QCI of PUD improved dramatically during 1990–2019 worldwide. There are still significant heterogeneities among countries on different and similar SDI levels. Given the inequities among various age groups and both sexes, there is still room for improvement for QCI and bridging the inequity gaps. The prosperous countries in this regard need to be introduced as role models, and their plans be implemented towards a sustained reduction of age-standardized death rates from the causes amenable to personal health care.

Supporting information

S1 Table. Data sources of GBD study 2019 for peptic ulcer disease.

(XLSX)

S2 Table. Mixed-effect regression analysis to assess the validation of QCI for PUD.

(DOCX)

S3 Table. Prevalence, incidence, and mortality of peptic ulcer disease among countries in 1990 and 2019.

(DOCX)

S4 Table. Changes in prevalence, incidence, and mortality of peptic ulcer disease among countries from 1990 to 2019.

(DOCX)

S5 Table. Age-standardized quality of care index and its levels of countries based on GBD super regions, regions, and SDI in 1990 and 2019.

* Locations were sorted by countries’ QCI in 2019.

(XLSX)

S6 Table.

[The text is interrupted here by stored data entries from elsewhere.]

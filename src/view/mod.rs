//! Per-record expansion flags for the history view.

use std::collections::HashMap;
use std::fmt;
use std::str::FromStr;

use crate::error::{HistoryError, Result};
use crate::model::PaymentRecord;

/// Collapsible parts of a payment card
#[derive(Debug, Clone, Copy, PartialEq, Eq, Hash)]
pub enum Section {
    Details,
    Products,
    Returns,
    Reductions,
}

impl Section {
    pub const ALL: [Section; 4] = [
        Section::Details,
        Section::Products,
        Section::Returns,
        Section::Reductions,
    ];

    fn index(self) -> usize {
        match self {
            Self::Details => 0,
            Self::Products => 1,
            Self::Returns => 2,
            Self::Reductions => 3,
        }
    }
}

impl FromStr for Section {
    type Err = HistoryError;

    fn from_str(s: &str) -> Result<Self> {
        match s.trim().to_lowercase().as_str() {
            "details" => Ok(Self::Details),
            "products" => Ok(Self::Products),
            "returns" => Ok(Self::Returns),
            "reductions" => Ok(Self::Reductions),
            other => Err(HistoryError::UnknownSection(other.to_string())),
        }
    }
}

impl fmt::Display for Section {
    fn fmt(&self, f: &mut fmt::Formatter<'_>) -> fmt::Result {
        match self {
            Self::Details => write!(f, "details"),
            Self::Products => write!(f, "products"),
            Self::Returns => write!(f, "returns"),
            Self::Reductions => write!(f, "reductions"),
        }
    }
}

/// Expansion flags keyed by payment id. Flags of different records and
/// different sections are independent.
#[derive(Debug, Clone, Default)]
pub struct ExpansionState {
    flags: HashMap<String, [bool; 4]>,
}

impl ExpansionState {
    pub fn new() -> Self {
        Self::default()
    }

    pub fn is_expanded(&self, payment_id: &str, section: Section) -> bool {
        self.flags
            .get(payment_id)
            .is_some_and(|flags| flags[section.index()])
    }

    /// Whether a section should be shown. Sub-sections only show inside an
    /// expanded card.
    pub fn is_visible(&self, payment_id: &str, section: Section) -> bool {
        match section {
            Section::Details => self.is_expanded(payment_id, Section::Details),
            _ => {
                self.is_expanded(payment_id, Section::Details)
                    && self.is_expanded(payment_id, section)
            }
        }
    }

    /// Flip a flag and return its new value
    pub fn toggle(&mut self, payment_id: &str, section: Section) -> bool {
        let flags = self.flags.entry(payment_id.to_string()).or_default();
        let flag = &mut flags[section.index()];
        *flag = !*flag;
        *flag
    }

    pub fn expand(&mut self, payment_id: &str, section: Section) {
        self.flags.entry(payment_id.to_string()).or_default()[section.index()] = true;
    }

    pub fn collapse(&mut self, payment_id: &str, section: Section) {
        if let Some(flags) = self.flags.get_mut(payment_id) {
            flags[section.index()] = false;
        }
    }

    pub fn expand_all(&mut self, records: &[PaymentRecord]) {
        for record in records {
            for section in Section::ALL {
                self.expand(record.id(), section);
            }
        }
    }

    /// Open a target, including the card that holds it
    pub fn open(&mut self, target: &ExpandTarget) {
        self.expand(&target.payment_id, Section::Details);
        self.expand(&target.payment_id, target.section);
    }

    pub fn clear(&mut self) {
        self.flags.clear();
    }
}

/// A `payment-id[:section]` reference from the command line
#[derive(Debug, Clone, PartialEq, Eq)]
pub struct ExpandTarget {
    pub payment_id: String,
    pub section: Section,
}

impl FromStr for ExpandTarget {
    type Err = HistoryError;

    fn from_str(s: &str) -> Result<Self> {
        let (id, section) = match s.split_once(':') {
            Some((id, section)) => (id.trim(), section.parse()?),
            None => (s.trim(), Section::Details),
        };
        if id.is_empty() {
            return Err(HistoryError::InvalidExpandTarget(s.to_string()));
        }
        Ok(Self {
            payment_id: id.to_string(),
            section,
        })
    }
}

Gender disparity ratio of countries in 1990 and 2019.

* Locations were sorted by countries’ GDR in 2019.

(XLSX)

Acknowledgments

The authors sincerely thank all the collaborators who contributed to this study at Non-Communicable Diseases Research Center (NCDRC) and Endocrinology and Metabolism Research Institute (EMRI) at Tehran University of Medical Sciences, Tehran, Iran.

Ethics approval statement

The study data were initially derived from the Global Burden of Disease study, Institute for Health Metrics and Evaluation, which abides by relevant guidelines and regulations. Data from the GBD study are freely available to researchers and policymakers [53]. Notably, the first author and the corresponding author were collaborators of the GBD study. This study was approved by the institutional review board of Endocrinology and Metabolism Research Institute at Tehran University of Medical Sciences (IR.TUMS.EMRI.REC.1400.016).

Data Availability

The study protocol and codes used in this study are available from (https://dx.doi.org/10.17504/protocols.io.bprjmm4n) [5]. The data used in this work are available from Global Burden of Disease Results Tool (http://ghdx.healthdata.org/gbd-results-tool) [6], made public by Institute for Health Metrics and Evaluation. The data of PUD were extracted from GBD 2019: GBD code: B.4.2.1, International Statistical Classification of Diseases and Related Health Problems 10th Revision, World Health Organization version 10 (ICD-10) code: K-25 to K28.9 [7]. Data sources used to provide estimates in GBD 2019 are presented in S1 Table. In terms of the development status, countries were categorized using the GBD Socio-Demographic Index (SDI) [8].

Funding Statement

The author(s) received no specific funding for this work.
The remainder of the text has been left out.